Abstract

A significant body of literature on saliency modeling predicts where humans look in a single image or video. Besides the scientific goal of understanding how information is fused from multiple visual sources to identify regions of interest in a holistic manner, there are tremendous engineering applications of multi-camera saliency due to the widespread of cameras. This work proposes a principled framework to smoothly integrate visual information from multiple views to a global scene map, and to employ a saliency algorithm incorporating high-level features to identify the most important regions by fusing visual information.
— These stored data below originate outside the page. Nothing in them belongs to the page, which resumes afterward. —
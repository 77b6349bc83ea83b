//! Operator traits
//!
//! This module defines the crossover, mutation and selection policies. All
//! policies are stateless: randomness comes from the caller's `Rng`, and
//! operators return new chromosomes instead of editing their inputs.

use rand::Rng;

use crate::chromosome::chromosome::Chromosome;
use crate::chromosome::traits::Encoding;
use crate::error::{GeneticError, GeneticResult};
use crate::population::population::Population;

/// Two chromosomes produced or consumed together
pub type ChromosomePair<E> = (Chromosome<E>, Chromosome<E>);

/// Crossover policy
///
/// Combines genetic material from two parents to create two offspring.
pub trait CrossoverPolicy<E: Encoding>: Send + Sync {
    /// Recombine two parents unconditionally
    fn mate<R: Rng>(
        &self,
        first: &Chromosome<E>,
        second: &Chromosome<E>,
        rng: &mut R,
    ) -> GeneticResult<ChromosomePair<E>>;

    /// Recombine with probability `rate`, otherwise return copies of the parents
    fn crossover<R: Rng>(
        &self,
        first: &Chromosome<E>,
        second: &Chromosome<E>,
        rate: f64,
        rng: &mut R,
    ) -> GeneticResult<ChromosomePair<E>> {
        let rate = GeneticError::check_rate("crossover rate", rate)?;
        if rng.gen::<f64>() < rate {
            self.mate(first, second, rng)
        } else {
            Ok((first.clone(), second.clone()))
        }
    }
}

/// Mutation policy
///
/// Produces a randomly changed copy of a chromosome.
pub trait MutationPolicy<E: Encoding>: Send + Sync {
    /// Mutate a chromosome
    ///
    /// `rate` is the probability the caller selected this chromosome with.
    /// None of the provided operators read it: single-allele operators always
    /// change one allele, and `GaussianMutation` carries its own per-allele
    /// probability.
    fn mutate<R: Rng>(
        &self,
        original: &Chromosome<E>,
        rate: f64,
        rng: &mut R,
    ) -> GeneticResult<Chromosome<E>>;
}

/// Selection policy
///
/// Picks parents out of a population.
pub trait SelectionPolicy<E: Encoding>: Send + Sync {
    /// Select a single chromosome
    fn select<'p, R: Rng>(
        &self,
        population: &'p Population<E>,
        rng: &mut R,
    ) -> GeneticResult<&'p Chromosome<E>>;

    /// Select two parents with independent draws
    fn select_pair<'p, R: Rng>(
        &self,
        population: &'p Population<E>,
        rng: &mut R,
    ) -> GeneticResult<(&'p Chromosome<E>, &'p Chromosome<E>)> {
        let first = self.select(population, rng)?;
        let second = self.select(population, rng)?;
        Ok((first, second))
    }
}

/// Check that two parents have the same length
pub(crate) fn check_dimensions<E: Encoding>(
    first: &Chromosome<E>,
    second: &Chromosome<E>,
) -> GeneticResult<usize> {
    if first.len() != second.len() {
        return Err(GeneticError::DimensionMismatch {
            expected: first.len(),
            actual: second.len(),
        });
    }
    Ok(first.len())
}
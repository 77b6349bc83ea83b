//! Mutation operators
//!
//! This module provides mutation operators. Each returns a new chromosome and
//! leaves the original untouched.

use rand::Rng;
use rand_distr::{Distribution, Normal};

use crate::chromosome::binary::Binary;
use crate::chromosome::chromosome::Chromosome;
use crate::chromosome::integral::Integral;
use crate::chromosome::random_key::RandomKeys;
use crate::chromosome::real_valued::RealValued;
use crate::chromosome::traits::Encoding;
use crate::error::{GeneticError, GeneticResult};
use crate::operators::traits::MutationPolicy;

/// Bit-flip mutation
///
/// Flips exactly one randomly chosen allele. The rate is not used.
#[derive(Clone, Copy, Debug, Default)]
pub struct BinaryMutation;

impl MutationPolicy<Binary> for BinaryMutation {
    fn mutate<R: Rng>(
        &self,
        original: &Chromosome<Binary>,
        _rate: f64,
        rng: &mut R,
    ) -> GeneticResult<Chromosome<Binary>> {
        let mut bits = original.representation().to_vec();
        let index = rng.gen_range(0..bits.len());
        bits[index] = !bits[index];
        original.new_chromosome(bits)
    }
}

/// Swap mutation
///
/// Exchanges the alleles at two distinct positions, so a permutation stays a
/// permutation. A single-allele chromosome is returned unchanged.
#[derive(Clone, Copy, Debug, Default)]
pub struct SwapMutation;

impl<E: Encoding> MutationPolicy<E> for SwapMutation {
    fn mutate<R: Rng>(
        &self,
        original: &Chromosome<E>,
        _rate: f64,
        rng: &mut R,
    ) -> GeneticResult<Chromosome<E>> {
        let length = original.len();
        if length < 2 {
            return Ok(original.clone());
        }

        let i = rng.gen_range(0..length);
        let mut j = rng.gen_range(0..length - 1);
        if j >= i {
            j += 1;
        }

        let mut alleles = original.representation().to_vec();
        alleles.swap(i, j);
        original.new_chromosome(alleles)
    }
}

// Redraw one allele from the encoding's domain
fn resample_one<E: Encoding, R: Rng>(
    original: &Chromosome<E>,
    rng: &mut R,
) -> GeneticResult<Chromosome<E>> {
    let mut alleles = original.representation().to_vec();
    let index = rng.gen_range(0..alleles.len());
    alleles[index] = original.encoding().random_allele(rng);
    original.new_chromosome(alleles)
}

/// Random-key mutation
///
/// Replaces one key with a fresh uniform draw from [0, 1).
#[derive(Clone, Copy, Debug, Default)]
pub struct RandomKeyMutation;

impl MutationPolicy<RandomKeys> for RandomKeyMutation {
    fn mutate<R: Rng>(
        &self,
        original: &Chromosome<RandomKeys>,
        _rate: f64,
        rng: &mut R,
    ) -> GeneticResult<Chromosome<RandomKeys>> {
        resample_one(original, rng)
    }
}

/// Integral mutation
///
/// Replaces one allele with a uniform draw from the encoding bounds.
#[derive(Clone, Copy, Debug, Default)]
pub struct IntegralMutation;

impl MutationPolicy<Integral> for IntegralMutation {
    fn mutate<R: Rng>(
        &self,
        original: &Chromosome<Integral>,
        _rate: f64,
        rng: &mut R,
    ) -> GeneticResult<Chromosome<Integral>> {
        resample_one(original, rng)
    }
}

/// Real-valued mutation
///
/// Replaces one allele with a uniform draw from the encoding bounds.
#[derive(Clone, Copy, Debug, Default)]
pub struct RealValuedMutation;

impl MutationPolicy<RealValued> for RealValuedMutation {
    fn mutate<R: Rng>(
        &self,
        original: &Chromosome<RealValued>,
        _rate: f64,
        rng: &mut R,
    ) -> GeneticResult<Chromosome<RealValued>> {
        resample_one(original, rng)
    }
}

/// Gaussian mutation
///
/// Adds Gaussian noise to each allele with a per-allele probability and
/// clamps the result to the encoding bounds.
#[derive(Clone, Copy, Debug)]
pub struct GaussianMutation {
    normal: Normal<f64>,
    /// Per-allele mutation probability (defaults to 1 / length)
    mutation_probability: Option<f64>,
}

impl GaussianMutation {
    /// Create a new Gaussian mutation with the given standard deviation
    pub fn new(sigma: f64) -> GeneticResult<Self> {
        if !sigma.is_finite() || sigma <= 0.0 {
            return Err(GeneticError::InvalidArgument(format!(
                "sigma must be finite and > 0, got {}",
                sigma
            )));
        }
        let normal = Normal::new(0.0, sigma)
            .map_err(|e| GeneticError::InvalidArgument(e.to_string()))?;
        Ok(Self {
            normal,
            mutation_probability: None,
        })
    }

    /// Set a fixed mutation probability per allele
    pub fn with_probability(mut self, probability: f64) -> GeneticResult<Self> {
        self.mutation_probability =
            Some(GeneticError::check_rate("mutation probability", probability)?);
        Ok(self)
    }

    /// Standard deviation of the noise
    pub fn sigma(&self) -> f64 {
        self.normal.std_dev()
    }
}

impl MutationPolicy<RealValued> for GaussianMutation {
    fn mutate<R: Rng>(
        &self,
        original: &Chromosome<RealValued>,
        _rate: f64,
        rng: &mut R,
    ) -> GeneticResult<Chromosome<RealValued>> {
        let bounds = original.encoding().bounds();
        let prob = self
            .mutation_probability
            .unwrap_or(1.0 / original.len() as f64);

        let alleles = original
            .representation()
            .iter()
            .map(|&allele| {
                if rng.gen::<f64>() < prob {
                    bounds.clamp(allele + self.normal.sample(rng))
                } else {
                    allele
                }
            })
            .collect();
        original.new_chromosome(alleles)
    }
}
The proposed method has the following key distinguishing features compared with its counterparts: (1) the proposed saliency detection is global (salient regions from one local view may not be important in a global context), (2) it does not require special ways for camera deployment or overlapping field of view, and (3) the key saliency algorithm is effective in highlighting interesting object regions though not a single detector is used. Experiments on several datasets confirm the effectiveness of the proposed principled framework.

Resources

Paper

Yan Luo, Ming Jiang, Yongkang Wang, and Qi Zhao, "Multi-Camera Saliency," in IEEE Transactions on Pattern Analysis and Machine Intelligence (TPAMI), Volume 37, Issue 10, Pages 2057-2070, October 2015. [pdf] [bib]

Dataset MCIE (Multi-Camera Image and Eye-tracking, including images, human fixation and calibration information, coming soon...).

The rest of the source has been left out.